Winter Storms & Home Oxygen
Winter is well on its way and that means winter storms are too! For many of us, being storm ready consists of having extra water and food on hand, gassing up our snowblowers and ensuring we have batteries and a flashlight in case of a power outage. For home oxygen users who rely on oxygen as a lifeline, impending storms can sometimes feel a little daunting.
Karen Hamilton McNutt RRT and Medical Services Manager with Family 1st Medical for over 25 years says,
“If you are properly prepared and know what to expect you can feel confident about dealing with storm situations.”
In an effort to provide peace of mind and help clients properly prepare she answers some of the most common questions and concerns that arise when a winter storm is headed our way.
How does Family 1st Medical help to protect its home oxygen clients in the event of a winter power outage?

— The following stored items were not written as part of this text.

use std::fmt;

use parley_api::{ApiError, ChatId, ErrorCause, ValidationId};
use snafu::Snafu;

use crate::stream::StreamHandleId;

pub type SessionResult<T> = Result<T, SessionError>;

/// Why a validation action was refused before reaching the service.
#[derive(Debug, Clone, PartialEq, Eq)]
pub enum ConflictReason {
    /// Neither the send request nor the chat carries an agent.
    AgentUnbound { chat_id: ChatId },
    AlreadyResolved { validation_id: ValidationId },
    NotPending { validation_id: ValidationId },
}

impl fmt::Display for ConflictReason {
    fn fmt(&self, f: &mut fmt::Formatter<'_>) -> fmt::Result {
        match self {
            Self::AgentUnbound { chat_id } => write!(f, "chat '{chat_id}' has no agent bound"),
            Self::AlreadyResolved { validation_id } => {
                write!(f, "validation '{validation_id}' was already resolved")
            }
            Self::NotPending { validation_id } => {
                write!(f, "validation '{validation_id}' is not pending")
            }
        }
    }
}

/// Coarse grouping for callers that only branch on the failure class.
#[derive(Debug, Clone, Copy, PartialEq, Eq, Hash)]
pub enum ErrorKind {
    InvalidInput,
    ValidationConflict,
    StreamTransport,
    StaleHandle,
    PersistenceRefresh,
    Backend,
    Closed,
}

#[derive(Debug, Snafu)]
#[snafu(visibility(pub(crate)))]
pub enum SessionError {
    #[snafu(display("message content is empty on `{stage}`"))]
    EmptyContent { stage: &'static str },

    #[snafu(display("no chat is active on `{stage}`"))]
    NoActiveChat { stage: &'static str },

    #[snafu(display("chat '{chat_id}' already has an exchange in flight"))]
    StreamAlreadyActive {
        stage: &'static str,
        chat_id: ChatId,
    },

    #[snafu(display("validation conflict on `{stage}`: {reason}"))]
    ValidationConflict {
        stage: &'static str,
        reason: ConflictReason,
    },

    #[snafu(display("failed to open exchange for chat '{chat_id}', {source}"))]
    OpenExchange {
        stage: &'static str,
        chat_id: ChatId,
        source: ApiError,
    },

    #[snafu(display("exchange for chat '{chat_id}' failed ({cause}): {message}"))]
    StreamTransport {
        stage: &'static str,
        chat_id: ChatId,
        cause: ErrorCause,
        message: String,
    },

    #[snafu(display("stream handle {handle} is no longer current for chat '{chat_id}'"))]
    StaleHandle {
        stage: &'static str,
        chat_id: ChatId,
        handle: StreamHandleId,
    },

    #[snafu(display("failed to refresh messages for chat '{chat_id}', {source}"))]
    PersistenceRefresh {
        stage: &'static str,
        chat_id: ChatId,
        source: ApiError,
    },

    #[snafu(display("failed to build backend client on `{stage}`, {source}"))]
    BackendSetup {
        stage: &'static str,
        source: ApiError,
    },

    #[snafu(display("chat directory call failed on `{stage}`, {source}"))]
    ChatDirectory {
        stage: &'static str,
        source: ApiError,
    },

    #[snafu(display("validation service rejected '{validation_id}' on `{stage}`, {source}"))]
    ValidationService {
        stage: &'static str,
        validation_id: ValidationId,
        source: ApiError,
    },

    #[snafu(display("session shut down before the exchange for '{chat_id}' finished"))]
    SessionClosed {
        stage: &'static str,
        chat_id: ChatId,
    },
}

impl SessionError {
    pub fn kind(&self) -> ErrorKind {
        match self {
            Self::EmptyContent { .. }
            | Self::NoActiveChat { .. }
            | Self::StreamAlreadyActive { .. } => ErrorKind::InvalidInput,
            Self::ValidationConflict { .. } => ErrorKind::ValidationConflict,
            Self::OpenExchange { .. } | Self::StreamTransport { .. } => ErrorKind::StreamTransport,
            Self::StaleHandle { .. } => ErrorKind::StaleHandle,
            Self::PersistenceRefresh { .. } => ErrorKind::PersistenceRefresh,
            Self::BackendSetup { .. }
            | Self::ChatDirectory { .. }
            | Self::ValidationService { .. } => ErrorKind::Backend,
            Self::SessionClosed { .. } => ErrorKind::Closed,
        }
    }

    /// Whether repeating the same call may succeed without any other state change.
    pub fn is_retryable(&self) -> bool {
        matches!(
            self.kind(),
            ErrorKind::StreamTransport | ErrorKind::PersistenceRefresh | ErrorKind::Backend
        )
    }

    pub fn conflict_reason(&self) -> Option<&ConflictReason> {
        match self {
            Self::ValidationConflict { reason, .. } => Some(reason),
            _ => None,
        }
    }

    pub(crate) fn agent_unbound(stage: &'static str, chat_id: &ChatId) -> Self {
        Self::ValidationConflict {
            stage,
            reason: ConflictReason::AgentUnbound {
                chat_id: chat_id.clone(),
            },
        }
    }
}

KHM: Each of our home oxygen clients is provided with an emergency backup system based on their oxygen requirements, location and individual situation. Most clients have 8 to 14 hours of emergency oxygen.
What preparations are made at Family 1st Medical when storms and outages are in the forecast?
KHM: Family 1st has a 24-hour, 7 days a week oxygen equipment support line and providing this service during a winter storm is no exception. When we know a storm is on its way, we prepare additional teams of on-call staff throughout the province who are able to answer calls or deliver backup oxygen cylinders. Personally, I take on a coordination role, fielding incoming calls from clients as well as staff who are on the road making deliveries of replacement backup cylinders.
How can home oxygen users prepare for a winter storm or power outage?
KHM: The best thing they can do is ensure their emergency backup cylinder is easily accessible; they should have a flashlight handy as well. We also encourage clients to keep us informed about their power situation: although we monitor Nova Scotia Power outage reports during storms, we still depend on clients to notify us as soon as their power goes out. Of course, we also recommend having a family member, neighbour, or friend check in with them in storm situations.
In addition, many people don’t realize that when the power goes out their oxygen concentrator can be plugged into an outlet that is being powered by a backup generator. If you need help setting up your generator outside or running it, it’s a good idea to identify someone who can assist you before a storm arrives. If you don’t have a generator yourself but your neighbour or family member does, consider making a plan to go stay with them if a disruption in power occurs.
What additional words of advice would you give to a home oxygen client who is anxious about impending winter storms?
KHM: If you need to call us, please don’t hesitate. Nova Scotian’s are very polite and often don’t want to call us during the overnight hours. But with home oxygen, time is of the essence. I would much rather somebody call at 2:00am letting me know they’ve lost power and that they’re using their back-up oxygen cylinder, than a panicked call the next morning telling me they’ve been using their back-up all night and it’s almost empty.